Wenn du in Vraja wohnen willst,
Dann kaufe dir die Karte der zweiten Klasse.
Sei der Zweite und fasse die Füße (des Gurus).
Sei dem Guru ergeben.
Liebst du ihn (d. h. Krishna) mit ungeteilter Liebe,
So wirst du Nandas Sohn erreichen.
Wenn du nach Vrindavan gehen willst,
Dann verrate ich dir ein Geheimnis:
Erkenne die Regeln und fasse erst die Füße Vrindas.
Vrinda kennt die Geheimnisse Vrindavans
Und den Geliebten von Radha.
Erläuterung: Vrinda ist ein weiterer Name von Barayi, der Aufsichtsperson für Radha (s.
Kapitel 4).
60
Warum leidest du unnötig
Unter schlechten Karmas?
Irgendwann stirbst du ganz plötzlich.
Sei vernünftig
Und hole den Arzt schon jetzt.
O du, rufe den Guru, den einheimischen Arzt,
Und nimm die Medizin stündlich mit Aufmerksamkeit.
Die Mantra-Tropfen vertreiben deine Krankheit in drei Tagen.
Warum sollst du unnötig sterben,
Wo du doch zu Hause das Hari-Namen-Chinin hast.
Eine so gute Medizin wirst du nicht noch einmal kriegen.

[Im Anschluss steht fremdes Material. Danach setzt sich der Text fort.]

#[async_trait]
impl ExchangeChannel for MemoryChannel {
    type Consumer = MemoryConsumer;

    async fn declare_exchange(&self, name: &str) -> TransportResult<()> {
        self.perform("declare_exchange", format!("declare_exchange {}", name))
            .await?;
        self.broker.state.lock().exchanges.insert(name.to_string());
        Ok(())
    }

    async fn declare_queue(&self, name: &str) -> TransportResult<()> {
        self.perform("declare_queue", format!("declare_queue {}", name))
            .await?;
        self.broker
            .state
            .lock()
            .queues
            .entry(name.to_string())
            .or_default();
        Ok(())
    }

    async fn bind_queue(
        &self,
        queue: &str,
        exchange: &str,
        routing_key: &str,
    ) -> TransportResult<()> {
        self.perform(
            "bind_queue",
            format!("bind_queue {} {} {}", queue, exchange, routing_key),
        )
        .await?;
        let mut state = self.broker.state.lock();
        if !state.exchanges.contains(exchange) {
            return Err(TransportError::Rejected(format!(
                "no exchange '{}'",
                exchange
            )));
        }
        if !state.queues.contains_key(queue) {
            return Err(TransportError::Rejected(format!("no queue '{}'", queue)));
        }
        let binding = Binding {
            exchange: exchange.to_string(),
            queue: queue.to_string(),
            routing_key: routing_key.to_string(),
        };
        if !state.bindings.contains(&binding) {
            state.bindings.push(binding);
        }
        Ok(())
    }

    async fn publish(
        &self,
        exchange: &str,
        routing_key: &str,
        payload: &[u8],
    ) -> TransportResult<()> {
        self.perform("publish", format!("publish {} {}", exchange, routing_key))
            .await?;
        self.broker.state.lock().route(exchange, routing_key, payload)
    }

    async fn set_prefetch(&self, count: u16) -> TransportResult<()> {
        self.perform("set_prefetch", format!("set_prefetch {}", count))
            .await
    }

    async fn consume(&self, queue: &str) -> TransportResult<Self::Consumer> {
        self.perform("consume", format!("consume {}", queue)).await?;
        let mut state = self.broker.state.lock();
        let Some(entry) = state.queues.get_mut(queue) else {
            return Err(TransportError::Rejected(format!("no queue '{}'", queue)));
        };

        let (tx, rx) = mpsc::unbounded_channel();
        for message in entry.messages.drain(..) {
            let _ = tx.send(message);
        }
        entry.consumers.push(QueueConsumer { channel: self.id, tx });

        Ok(MemoryConsumer {
            broker: self.broker.clone(),
            rx,
        })
    }

    async fn close(&self) -> TransportResult<()> {
        let mut state = self.broker.state.lock();
        state.events.push("close_channel".to_string());
        state.close_channel(self.id);
        Ok(())
    }
}

/// Deliveries of a queue consumer or pub/sub subscription.
pub struct MemoryConsumer {
    broker: MemoryBroker,
    rx: mpsc::UnboundedReceiver<Vec<u8>>,
}

#[async_trait]
impl DeliveryStream for MemoryConsumer {
    type Delivery = MemoryDelivery;

    async fn next(&mut self) -> Option<TransportResult<Self::Delivery>> {
        let payload = self.rx.recv().await?;
        Some(Ok(MemoryDelivery {
            broker: self.broker.clone(),
            payload,
        }))
    }
}

/// One delivered body; acknowledgments are counted by the broker.
pub struct MemoryDelivery {
    broker: MemoryBroker,
    payload: Vec<u8>,
}

#[async_trait]
impl Delivery for MemoryDelivery {
    fn payload(&self) -> &[u8] {
        &self.payload
    }

    async fn ack(&self) -> TransportResult<()> {
        self.broker.state.lock().acked += 1;
        Ok(())
    }

    async fn reject(&self) -> TransportResult<()> {
        self.broker.state.lock().rejected += 1;
        Ok(())
    }
}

Überlege dir das in deinem Herzen.
Tag und Nacht hast du Angst,
Daß die Pferdeärzte dich in den Tod treiben.
Sie werden nichts vom Dharma wissen wollen.
106
Sie werden unerwartet deinen Tod verursachen.
Die Liebe zwischen Krishna und sowohl Gopi Radha als auch den anderen Gopis ist die
reine Form der Gottesliebe
61
Shyam (d. h. Krishna), mache dich nicht lächerlich,
Gehe lieber nach Hause.
Deine Geliebte wird mir die nicht reden.
Du hast sie schwer enttäuscht,
Und nun faßt du ihr die Füße!
O du Nandas Sohn, du bist ein unbekümmerter Kuhhirt.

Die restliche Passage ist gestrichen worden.